__What this task involves__
Copy, from the data below, every line that has "enabled" in it.

Stored data entries:
BEGIN

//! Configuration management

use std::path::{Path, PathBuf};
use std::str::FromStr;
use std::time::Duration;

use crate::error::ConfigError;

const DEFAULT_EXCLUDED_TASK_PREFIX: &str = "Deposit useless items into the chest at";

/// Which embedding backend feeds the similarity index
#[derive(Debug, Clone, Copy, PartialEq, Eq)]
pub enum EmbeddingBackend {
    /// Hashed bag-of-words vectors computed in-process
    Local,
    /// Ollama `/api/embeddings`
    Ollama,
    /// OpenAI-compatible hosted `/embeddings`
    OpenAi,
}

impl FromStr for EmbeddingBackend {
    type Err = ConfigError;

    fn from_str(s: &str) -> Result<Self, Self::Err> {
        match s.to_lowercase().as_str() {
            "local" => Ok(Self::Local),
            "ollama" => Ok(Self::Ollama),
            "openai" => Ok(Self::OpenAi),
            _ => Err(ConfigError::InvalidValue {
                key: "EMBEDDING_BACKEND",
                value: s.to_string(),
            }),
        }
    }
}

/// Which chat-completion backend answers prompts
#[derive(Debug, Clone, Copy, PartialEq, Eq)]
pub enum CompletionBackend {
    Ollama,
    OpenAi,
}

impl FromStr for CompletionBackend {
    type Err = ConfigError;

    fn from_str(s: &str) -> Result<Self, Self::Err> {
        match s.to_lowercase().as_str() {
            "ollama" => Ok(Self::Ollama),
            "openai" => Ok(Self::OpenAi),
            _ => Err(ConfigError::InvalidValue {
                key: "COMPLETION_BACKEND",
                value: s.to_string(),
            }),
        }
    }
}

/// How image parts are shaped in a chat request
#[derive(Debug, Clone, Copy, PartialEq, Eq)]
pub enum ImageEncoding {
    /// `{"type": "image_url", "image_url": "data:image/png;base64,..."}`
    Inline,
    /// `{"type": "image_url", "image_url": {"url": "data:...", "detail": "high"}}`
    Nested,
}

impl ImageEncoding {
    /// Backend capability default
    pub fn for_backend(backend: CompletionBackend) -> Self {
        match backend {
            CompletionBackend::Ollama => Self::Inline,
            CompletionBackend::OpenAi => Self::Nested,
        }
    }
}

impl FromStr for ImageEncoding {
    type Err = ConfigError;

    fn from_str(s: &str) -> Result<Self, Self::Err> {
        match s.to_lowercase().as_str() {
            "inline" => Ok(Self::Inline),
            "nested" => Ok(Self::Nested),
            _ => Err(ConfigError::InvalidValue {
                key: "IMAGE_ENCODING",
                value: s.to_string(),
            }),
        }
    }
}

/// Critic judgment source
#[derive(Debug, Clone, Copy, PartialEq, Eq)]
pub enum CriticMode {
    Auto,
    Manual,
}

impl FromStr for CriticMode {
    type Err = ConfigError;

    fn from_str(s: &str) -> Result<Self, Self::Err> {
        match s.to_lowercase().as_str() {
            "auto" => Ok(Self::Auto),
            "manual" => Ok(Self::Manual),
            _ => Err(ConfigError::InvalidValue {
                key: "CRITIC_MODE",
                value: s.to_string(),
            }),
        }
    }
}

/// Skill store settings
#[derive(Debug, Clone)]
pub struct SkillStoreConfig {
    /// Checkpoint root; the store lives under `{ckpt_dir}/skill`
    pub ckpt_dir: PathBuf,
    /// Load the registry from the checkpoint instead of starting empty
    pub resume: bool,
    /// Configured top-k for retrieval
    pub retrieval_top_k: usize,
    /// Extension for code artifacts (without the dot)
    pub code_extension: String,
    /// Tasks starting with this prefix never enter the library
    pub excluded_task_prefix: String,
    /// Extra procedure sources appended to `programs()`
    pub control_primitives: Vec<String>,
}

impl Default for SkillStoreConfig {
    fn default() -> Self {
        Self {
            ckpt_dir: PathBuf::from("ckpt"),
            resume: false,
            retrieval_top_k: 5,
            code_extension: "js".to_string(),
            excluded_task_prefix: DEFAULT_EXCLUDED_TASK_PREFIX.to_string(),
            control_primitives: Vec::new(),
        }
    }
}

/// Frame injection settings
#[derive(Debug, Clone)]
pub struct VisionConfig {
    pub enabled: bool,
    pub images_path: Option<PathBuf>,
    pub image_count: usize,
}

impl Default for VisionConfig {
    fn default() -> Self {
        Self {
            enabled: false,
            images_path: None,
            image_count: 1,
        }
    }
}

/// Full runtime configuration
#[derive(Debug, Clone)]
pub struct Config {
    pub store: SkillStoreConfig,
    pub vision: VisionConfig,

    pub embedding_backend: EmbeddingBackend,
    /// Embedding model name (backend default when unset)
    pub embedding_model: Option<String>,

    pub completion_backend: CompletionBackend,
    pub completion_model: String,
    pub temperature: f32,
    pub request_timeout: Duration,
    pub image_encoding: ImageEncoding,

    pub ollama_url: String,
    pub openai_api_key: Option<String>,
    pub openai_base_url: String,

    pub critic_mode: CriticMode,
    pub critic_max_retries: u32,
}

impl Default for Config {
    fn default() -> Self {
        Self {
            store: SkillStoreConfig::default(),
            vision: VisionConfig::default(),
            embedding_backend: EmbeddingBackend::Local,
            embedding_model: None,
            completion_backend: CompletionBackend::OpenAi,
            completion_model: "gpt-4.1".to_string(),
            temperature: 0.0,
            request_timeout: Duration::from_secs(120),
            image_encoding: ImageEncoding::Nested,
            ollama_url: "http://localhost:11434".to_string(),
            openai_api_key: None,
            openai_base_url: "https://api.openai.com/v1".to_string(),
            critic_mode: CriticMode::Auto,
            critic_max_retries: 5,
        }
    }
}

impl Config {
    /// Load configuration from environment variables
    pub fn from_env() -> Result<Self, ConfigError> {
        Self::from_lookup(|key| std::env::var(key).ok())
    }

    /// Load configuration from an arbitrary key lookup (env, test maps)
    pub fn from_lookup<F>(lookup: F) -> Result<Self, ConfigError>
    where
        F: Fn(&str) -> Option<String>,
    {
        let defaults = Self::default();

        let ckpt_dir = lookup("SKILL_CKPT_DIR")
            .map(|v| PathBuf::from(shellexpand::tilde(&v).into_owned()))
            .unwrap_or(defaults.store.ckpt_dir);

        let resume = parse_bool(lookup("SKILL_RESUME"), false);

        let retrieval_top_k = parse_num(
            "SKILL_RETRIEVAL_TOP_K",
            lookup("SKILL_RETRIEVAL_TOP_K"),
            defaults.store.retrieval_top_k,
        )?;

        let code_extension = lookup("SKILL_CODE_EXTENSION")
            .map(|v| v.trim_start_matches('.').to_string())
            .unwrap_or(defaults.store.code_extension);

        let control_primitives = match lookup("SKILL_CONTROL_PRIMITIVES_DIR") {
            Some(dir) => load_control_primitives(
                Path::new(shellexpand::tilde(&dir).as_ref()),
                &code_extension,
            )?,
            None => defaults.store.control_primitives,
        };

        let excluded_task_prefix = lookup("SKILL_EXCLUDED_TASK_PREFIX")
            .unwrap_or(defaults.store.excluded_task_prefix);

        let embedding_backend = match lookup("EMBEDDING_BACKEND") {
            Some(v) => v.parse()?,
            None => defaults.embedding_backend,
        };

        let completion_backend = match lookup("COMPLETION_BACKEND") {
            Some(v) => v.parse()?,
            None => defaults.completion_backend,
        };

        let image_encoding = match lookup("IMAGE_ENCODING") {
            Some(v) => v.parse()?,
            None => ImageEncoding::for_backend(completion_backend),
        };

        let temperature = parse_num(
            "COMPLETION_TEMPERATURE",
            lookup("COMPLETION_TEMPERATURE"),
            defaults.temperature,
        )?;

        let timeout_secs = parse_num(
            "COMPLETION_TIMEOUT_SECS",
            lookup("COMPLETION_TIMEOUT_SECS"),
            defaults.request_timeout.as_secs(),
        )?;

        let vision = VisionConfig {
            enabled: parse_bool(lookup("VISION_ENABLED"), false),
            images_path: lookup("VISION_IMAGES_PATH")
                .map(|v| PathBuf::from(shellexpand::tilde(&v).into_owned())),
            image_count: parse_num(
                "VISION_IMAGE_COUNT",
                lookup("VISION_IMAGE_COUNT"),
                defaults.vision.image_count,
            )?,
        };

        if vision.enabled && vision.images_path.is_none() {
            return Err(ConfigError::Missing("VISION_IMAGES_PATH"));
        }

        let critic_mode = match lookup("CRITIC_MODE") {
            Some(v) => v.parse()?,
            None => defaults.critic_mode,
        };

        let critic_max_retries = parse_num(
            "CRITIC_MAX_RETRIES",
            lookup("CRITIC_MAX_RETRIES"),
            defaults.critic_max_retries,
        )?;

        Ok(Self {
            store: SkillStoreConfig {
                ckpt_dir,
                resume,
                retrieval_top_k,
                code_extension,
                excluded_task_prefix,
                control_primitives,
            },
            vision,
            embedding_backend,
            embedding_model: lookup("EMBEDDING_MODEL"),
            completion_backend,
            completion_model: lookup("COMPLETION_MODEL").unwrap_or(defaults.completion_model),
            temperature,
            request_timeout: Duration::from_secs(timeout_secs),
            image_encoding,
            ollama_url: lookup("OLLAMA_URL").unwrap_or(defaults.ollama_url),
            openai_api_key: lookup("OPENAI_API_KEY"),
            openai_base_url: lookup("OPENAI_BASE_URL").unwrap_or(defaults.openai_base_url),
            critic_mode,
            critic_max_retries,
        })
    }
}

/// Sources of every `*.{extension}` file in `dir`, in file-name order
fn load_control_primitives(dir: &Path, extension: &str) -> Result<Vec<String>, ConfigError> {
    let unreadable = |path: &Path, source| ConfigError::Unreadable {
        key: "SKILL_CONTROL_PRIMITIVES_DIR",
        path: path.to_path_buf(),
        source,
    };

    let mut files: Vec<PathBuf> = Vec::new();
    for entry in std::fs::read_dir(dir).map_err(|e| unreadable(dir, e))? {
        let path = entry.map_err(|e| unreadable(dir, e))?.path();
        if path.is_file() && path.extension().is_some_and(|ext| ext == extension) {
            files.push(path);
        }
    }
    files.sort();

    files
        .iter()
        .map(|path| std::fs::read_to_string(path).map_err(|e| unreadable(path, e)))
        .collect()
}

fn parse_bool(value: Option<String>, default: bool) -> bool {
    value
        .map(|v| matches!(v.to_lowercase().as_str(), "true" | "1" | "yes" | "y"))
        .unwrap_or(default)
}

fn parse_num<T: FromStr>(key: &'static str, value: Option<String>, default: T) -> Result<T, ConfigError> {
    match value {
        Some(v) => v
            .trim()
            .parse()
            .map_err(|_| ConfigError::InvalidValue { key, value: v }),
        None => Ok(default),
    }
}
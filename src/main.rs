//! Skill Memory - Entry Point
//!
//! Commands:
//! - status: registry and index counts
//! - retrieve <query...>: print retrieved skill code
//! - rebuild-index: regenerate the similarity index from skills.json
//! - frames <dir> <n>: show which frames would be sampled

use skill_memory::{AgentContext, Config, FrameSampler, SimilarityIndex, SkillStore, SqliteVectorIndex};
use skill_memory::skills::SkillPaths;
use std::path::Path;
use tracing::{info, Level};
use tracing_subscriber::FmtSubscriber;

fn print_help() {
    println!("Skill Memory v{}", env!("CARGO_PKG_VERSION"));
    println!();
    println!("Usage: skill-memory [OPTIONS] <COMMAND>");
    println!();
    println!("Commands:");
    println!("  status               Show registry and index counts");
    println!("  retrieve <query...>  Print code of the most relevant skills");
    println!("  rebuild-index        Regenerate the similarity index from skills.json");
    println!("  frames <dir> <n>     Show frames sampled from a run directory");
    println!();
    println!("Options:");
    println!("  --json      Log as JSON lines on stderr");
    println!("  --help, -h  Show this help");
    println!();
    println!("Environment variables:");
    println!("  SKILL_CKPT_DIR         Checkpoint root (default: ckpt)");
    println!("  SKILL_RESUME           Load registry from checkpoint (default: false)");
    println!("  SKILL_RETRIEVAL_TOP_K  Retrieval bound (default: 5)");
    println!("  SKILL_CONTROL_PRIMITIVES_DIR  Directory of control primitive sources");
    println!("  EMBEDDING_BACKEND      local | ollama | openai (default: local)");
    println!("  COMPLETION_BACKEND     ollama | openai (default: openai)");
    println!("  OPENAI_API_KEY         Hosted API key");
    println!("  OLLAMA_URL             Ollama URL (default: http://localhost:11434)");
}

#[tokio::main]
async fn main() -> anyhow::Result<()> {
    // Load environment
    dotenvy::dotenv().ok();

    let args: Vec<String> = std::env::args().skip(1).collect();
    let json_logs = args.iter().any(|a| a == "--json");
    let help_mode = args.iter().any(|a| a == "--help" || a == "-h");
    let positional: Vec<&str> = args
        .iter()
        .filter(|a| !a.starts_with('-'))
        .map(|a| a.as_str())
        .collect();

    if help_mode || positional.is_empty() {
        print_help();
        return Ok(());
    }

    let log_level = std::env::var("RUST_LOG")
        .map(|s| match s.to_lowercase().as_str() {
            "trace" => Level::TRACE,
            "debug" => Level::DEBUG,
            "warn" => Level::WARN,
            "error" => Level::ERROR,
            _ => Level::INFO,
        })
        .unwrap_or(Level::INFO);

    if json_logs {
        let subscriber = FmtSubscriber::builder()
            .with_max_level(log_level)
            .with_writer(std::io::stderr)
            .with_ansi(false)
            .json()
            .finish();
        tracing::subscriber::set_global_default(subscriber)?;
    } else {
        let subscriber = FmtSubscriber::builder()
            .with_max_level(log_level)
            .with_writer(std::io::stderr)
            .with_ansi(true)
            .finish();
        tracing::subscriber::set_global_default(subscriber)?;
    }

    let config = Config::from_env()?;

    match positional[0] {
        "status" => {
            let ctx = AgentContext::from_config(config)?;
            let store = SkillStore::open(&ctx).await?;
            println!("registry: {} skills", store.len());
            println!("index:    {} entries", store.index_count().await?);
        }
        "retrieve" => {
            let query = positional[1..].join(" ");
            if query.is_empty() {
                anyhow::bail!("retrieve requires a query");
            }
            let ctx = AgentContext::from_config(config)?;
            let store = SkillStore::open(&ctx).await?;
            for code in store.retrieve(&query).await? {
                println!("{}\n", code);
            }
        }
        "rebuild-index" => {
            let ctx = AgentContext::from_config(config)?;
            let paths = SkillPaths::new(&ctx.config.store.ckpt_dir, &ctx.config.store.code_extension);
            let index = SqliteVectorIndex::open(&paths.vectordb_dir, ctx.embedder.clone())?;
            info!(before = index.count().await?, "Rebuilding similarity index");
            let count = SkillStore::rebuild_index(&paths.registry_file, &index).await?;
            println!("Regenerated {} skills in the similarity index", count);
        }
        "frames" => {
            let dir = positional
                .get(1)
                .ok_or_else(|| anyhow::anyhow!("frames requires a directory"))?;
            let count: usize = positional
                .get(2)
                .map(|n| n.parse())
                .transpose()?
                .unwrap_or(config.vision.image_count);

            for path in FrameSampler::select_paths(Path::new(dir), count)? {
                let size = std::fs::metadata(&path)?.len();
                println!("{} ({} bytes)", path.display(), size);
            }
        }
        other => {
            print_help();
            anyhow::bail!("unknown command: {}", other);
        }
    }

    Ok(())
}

END

__Answer__
    pub enabled: bool,
            enabled: false,
            enabled: parse_bool(lookup("VISION_ENABLED"), false),
        if vision.enabled && vision.images_path.is_none() {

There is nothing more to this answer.